**Input for this task**

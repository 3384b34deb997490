//! Marketplace API client
//!
//! Every call goes through [`MarketClient::send`]: the stored access token
//! is attached as a bearer credential, and a 401 on the first transmission
//! triggers one refresh of the access token followed by one replay. A failed
//! refresh tears the session down.

pub mod auth;
pub mod config;
pub mod error;
pub mod order;
pub mod product;
pub mod session;
pub mod store;
pub mod wallet;

use self::config::ClientConfig;
use self::error::ClientError;
use self::session::{CredentialUpdate, Session};
use crate::types::{RefreshRequest, RefreshResponse};
use bazaar_core::ApiResponse;
use reqwest::header::{self, HeaderName, HeaderValue};
use reqwest::{Client, ClientBuilder, Method, Response};
use serde::Serialize;
use serde::de::DeserializeOwned;
use serde_json::Value as JsonValue;
use std::sync::Arc;
use std::sync::atomic::{AtomicU64, Ordering};
use std::time::Duration;
use tokio::sync::Mutex;
use tracing::{debug, info, warn};

/// Path of the token refresh endpoint, relative to the base URL
pub const REFRESH_PATH: &str = "/auth/refresh";

/// An outbound API request
///
/// Requests are immutable values; the client tracks retries itself, so the
/// same request can be replayed verbatim after a refresh.
#[derive(Debug, Clone)]
pub struct ApiRequest {
    method: Method,
    path: String,
    query: Vec<(String, String)>,
    body: Option<JsonValue>,
    headers: Vec<(HeaderName, HeaderValue)>,
}

impl ApiRequest {
    pub fn new(method: Method, path: impl Into<String>) -> Self {
        Self {
            method,
            path: path.into(),
            query: Vec::new(),
            body: None,
            headers: Vec::new(),
        }
    }

    pub fn get(path: impl Into<String>) -> Self {
        Self::new(Method::GET, path)
    }

    pub fn post(path: impl Into<String>) -> Self {
        Self::new(Method::POST, path)
    }

    pub fn put(path: impl Into<String>) -> Self {
        Self::new(Method::PUT, path)
    }

    pub fn delete(path: impl Into<String>) -> Self {
        Self::new(Method::DELETE, path)
    }

    /// Append a query string parameter
    #[must_use]
    pub fn query(mut self, key: impl Into<String>, value: impl ToString) -> Self {
        self.query.push((key.into(), value.to_string()));
        self
    }

    /// Attach a JSON body
    pub fn json<T: Serialize + ?Sized>(mut self, body: &T) -> Result<Self, ClientError> {
        self.body = Some(serde_json::to_value(body)?);
        Ok(self)
    }

    /// Add an extra header. `Authorization` is managed by the client and
    /// must not be set here.
    #[must_use]
    pub fn header(mut self, name: HeaderName, value: HeaderValue) -> Self {
        self.headers.push((name, value));
        self
    }

    pub const fn method(&self) -> &Method {
        &self.method
    }

    pub fn path(&self) -> &str {
        &self.path
    }
}

/// Which transmission of a logical request is in flight
#[derive(Debug, Clone, Copy, PartialEq, Eq)]
enum Attempt {
    /// First transmission; a 401 may still be recovered
    Initial,
    /// Sent again after a refresh; every outcome is final
    Replay,
}

/// Marketplace API client
#[derive(Clone)]
pub struct MarketClient {
    client: Client,
    base_url: String,
    session: Session,
    /// Serialises refreshes so concurrent 401s share one refresh call
    refresh_gate: Arc<Mutex<()>>,
    /// Number of sessions torn down by a failed refresh
    teardowns: Arc<AtomicU64>,
}

impl MarketClient {
    /// Create a new client with default configuration and an in-memory session
    pub fn new(base_url: impl Into<String>) -> Result<Self, ClientError> {
        Self::builder().base_url(base_url).build()
    }

    /// Create a new client builder
    pub fn builder() -> MarketClientBuilder {
        MarketClientBuilder::default()
    }

    /// Get the base URL
    pub fn base_url(&self) -> &str {
        &self.base_url
    }

    /// The session whose credentials this client presents
    pub const fn session(&self) -> &Session {
        &self.session
    }

    /// Whether an access token is currently stored
    pub async fn is_authenticated(&self) -> Result<bool, ClientError> {
        Ok(self.session.is_authenticated().await?)
    }

    fn url(&self, path: &str) -> String {
        format!("{}{}", self.base_url, path)
    }

    /// Send a request, recovering once from an expired access token
    ///
    /// Non-2xx responses are returned as errors. A 401 on the first
    /// transmission refreshes the access token and replays the request
    /// once; the replay's outcome is returned as is. If the refresh fails
    /// the session is ended and the refresh error is returned.
    pub async fn send(&self, request: &ApiRequest) -> Result<Response, ClientError> {
        let mut attempt = Attempt::Initial;

        loop {
            let teardowns = self.teardowns.load(Ordering::Acquire);
            let access_token = self.session.access_token().await?;

            match self.transmit(request, access_token.as_deref()).await {
                Err(err) if err.is_unauthorized() && attempt == Attempt::Initial => {
                    debug!(
                        method = %request.method(),
                        path = request.path(),
                        "Access token rejected, refreshing"
                    );
                    attempt = Attempt::Replay;
                    self.recover(access_token.as_deref(), teardowns).await?;
                }
                Err(err) if err.is_unauthorized() => {
                    warn!(
                        method = %request.method(),
                        path = request.path(),
                        "Request rejected again after token refresh"
                    );
                    return Err(err);
                }
                result => return result,
            }
        }
    }

    /// Send a request and unwrap the response envelope
    pub async fn execute<T: DeserializeOwned>(&self, request: &ApiRequest) -> Result<T, ClientError> {
        let response = self.send(request).await?;
        let envelope: ApiResponse<T> = response.json().await?;
        Ok(envelope.into_result()?)
    }

    /// Send a request whose envelope carries no payload of interest
    pub async fn execute_unit(&self, request: &ApiRequest) -> Result<(), ClientError> {
        let response = self.send(request).await?;
        let envelope: ApiResponse<JsonValue> = response.json().await?;
        if envelope.success {
            Ok(())
        } else {
            Err(ClientError::Api(bazaar_core::EnvelopeError {
                messages: envelope.error.unwrap_or_default(),
            }))
        }
    }

    /// Exchange the stored refresh token for a new access token
    ///
    /// On success the new credentials are stored and returned. On failure
    /// the store is left untouched; clearing it is the caller's decision.
    pub async fn refresh(&self) -> Result<CredentialUpdate, ClientError> {
        let _gate = self.refresh_gate.lock().await;
        self.refresh_locked().await
    }

    /// Make the rejected request recoverable: either a concurrent request
    /// already replaced `rejected`, or this one refreshes it. A failed
    /// refresh ends the session.
    ///
    /// `teardowns` is the teardown count observed before the rejected
    /// request was sent.
    async fn recover(&self, rejected: Option<&str>, teardowns: u64) -> Result<(), ClientError> {
        let _gate = self.refresh_gate.lock().await;

        match self.session.access_token().await? {
            Some(current) if rejected != Some(current.as_str()) => {
                debug!("Reusing access token refreshed by a concurrent request");
                return Ok(());
            }
            None if self.session.refresh_token().await?.is_none()
                && (rejected.is_some() || self.teardowns.load(Ordering::Acquire) != teardowns) =>
            {
                debug!("Session already ended by a concurrent request");
                return Err(ClientError::SessionEnded);
            }
            _ => {}
        }

        match self.refresh_locked().await {
            Ok(_) => Ok(()),
            Err(err) => {
                warn!("Token refresh failed, ending session: {err}");
                self.teardowns.fetch_add(1, Ordering::AcqRel);
                self.session.end().await;
                Err(err)
            }
        }
    }

    async fn refresh_locked(&self) -> Result<CredentialUpdate, ClientError> {
        let refresh_token = self
            .session
            .refresh_token()
            .await?
            .ok_or(ClientError::MissingRefreshToken)?;

        let response = self
            .client
            .post(self.url(REFRESH_PATH))
            .json(&RefreshRequest { refresh_token })
            .send()
            .await?;
        let status = response.status();

        if !status.is_success() {
            let message = response.text().await.unwrap_or_else(|_| status.to_string());
            return Err(ClientError::RefreshRejected(format!("{status}: {message}")));
        }

        let envelope: ApiResponse<RefreshResponse> = response.json().await?;
        let refreshed = envelope
            .into_result()
            .map_err(|e| ClientError::RefreshRejected(e.to_string()))?;

        let update = CredentialUpdate::from_refresh(refreshed.access_token, refreshed.refresh_token);
        self.session.apply(&update).await?;
        info!(
            rotated = matches!(update, CredentialUpdate::Pair(_)),
            "Access token refreshed"
        );
        Ok(update)
    }

    /// Transmit once with the given bearer token
    async fn transmit(
        &self,
        request: &ApiRequest,
        access_token: Option<&str>,
    ) -> Result<Response, ClientError> {
        let mut builder = self
            .client
            .request(request.method().clone(), self.url(request.path()));

        if !request.query.is_empty() {
            builder = builder.query(&request.query);
        }
        for (name, value) in &request.headers {
            builder = builder.header(name.clone(), value.clone());
        }
        if let Some(body) = &request.body {
            builder = builder.json(body);
        }
        if let Some(token) = access_token {
            builder = builder.header(header::AUTHORIZATION, format!("Bearer {token}"));
        }

        debug!(
            method = %request.method(),
            path = request.path(),
            authenticated = access_token.is_some(),
            "Sending request"
        );

        let response = builder.send().await?;
        let status = response.status();

        if status.is_success() {
            Ok(response)
        } else {
            let message = response.text().await.unwrap_or_else(|_| status.to_string());
            Err(ClientError::from_status(status, message))
        }
    }
}

/// Builder for MarketClient
#[derive(Default)]
pub struct MarketClientBuilder {
    base_url: Option<String>,
    timeout: Option<Duration>,
    user_agent: Option<String>,
    session: Option<Session>,
}

impl MarketClientBuilder {
    /// Start from a loaded configuration
    pub fn from_config(config: &ClientConfig) -> Self {
        Self::default()
            .base_url(config.base_url.clone())
            .timeout(config.timeout())
            .user_agent(config.user_agent.clone())
    }

    /// Set the base URL
    #[must_use]
    pub fn base_url(mut self, url: impl Into<String>) -> Self {
        self.base_url = Some(url.into());
        self
    }

    /// Set the per-transmission timeout
    #[must_use]
    pub const fn timeout(mut self, timeout: Duration) -> Self {
        self.timeout = Some(timeout);
        self
    }

    /// Set the user agent
    #[must_use]
    pub fn user_agent(mut self, agent: impl Into<String>) -> Self {
        self.user_agent = Some(agent.into());
        self
    }

    /// Set the session whose credentials the client presents
    #[must_use]
    pub fn session(mut self, session: Session) -> Self {
        self.session = Some(session);
        self
    }

    /// Build the client
    pub fn build(self) -> Result<MarketClient, ClientError> {
        let base_url = self
            .base_url
            .ok_or_else(|| ClientError::Configuration("base_url is required".into()))?;

        // Ensure base_url ends without a trailing slash
        let base_url = base_url.trim_end_matches('/').to_string();

        let mut client_builder = ClientBuilder::new();

        if let Some(timeout) = self.timeout {
            client_builder = client_builder.timeout(timeout);
        }

        if let Some(user_agent) = self.user_agent {
            client_builder = client_builder.user_agent(user_agent);
        } else {
            client_builder =
                client_builder.user_agent(concat!("bazaar-client/", env!("CARGO_PKG_VERSION")));
        }

        let client = client_builder.build()?;

        Ok(MarketClient {
            client,
            base_url,
            session: self.session.unwrap_or_else(Session::in_memory),
            refresh_gate: Arc::new(Mutex::new(())),
            teardowns: Arc::new(AtomicU64::new(0)),
        })
    }
}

**Exercise aim**
For this exercise, please copy exactly the lines of the material above from its first line through the line where "#[derive(Debug, Clone)]" appears.

**Response box**
repository 3384b34deb997490
//! Marketplace API client
//!
//! Every call goes through [`MarketClient::send`]: the stored access token
//! is attached as a bearer credential, and a 401 on the first transmission
//! triggers one refresh of the access token followed by one replay. A failed
//! refresh tears the session down.

pub mod auth;
pub mod config;
pub mod error;
pub mod order;
pub mod product;
pub mod session;
pub mod store;
pub mod wallet;

use self::config::ClientConfig;
use self::error::ClientError;
use self::session::{CredentialUpdate, Session};
use crate::types::{RefreshRequest, RefreshResponse};
use bazaar_core::ApiResponse;
use reqwest::header::{self, HeaderName, HeaderValue};
use reqwest::{Client, ClientBuilder, Method, Response};
use serde::Serialize;
use serde::de::DeserializeOwned;
use serde_json::Value as JsonValue;
use std::sync::Arc;
use std::sync::atomic::{AtomicU64, Ordering};
use std::time::Duration;
use tokio::sync::Mutex;
use tracing::{debug, info, warn};

/// Path of the token refresh endpoint, relative to the base URL
pub const REFRESH_PATH: &str = "/auth/refresh";

/// An outbound API request
///
/// Requests are immutable values; the client tracks retries itself, so the
/// same request can be replayed verbatim after a refresh.
#[derive(Debug, Clone)]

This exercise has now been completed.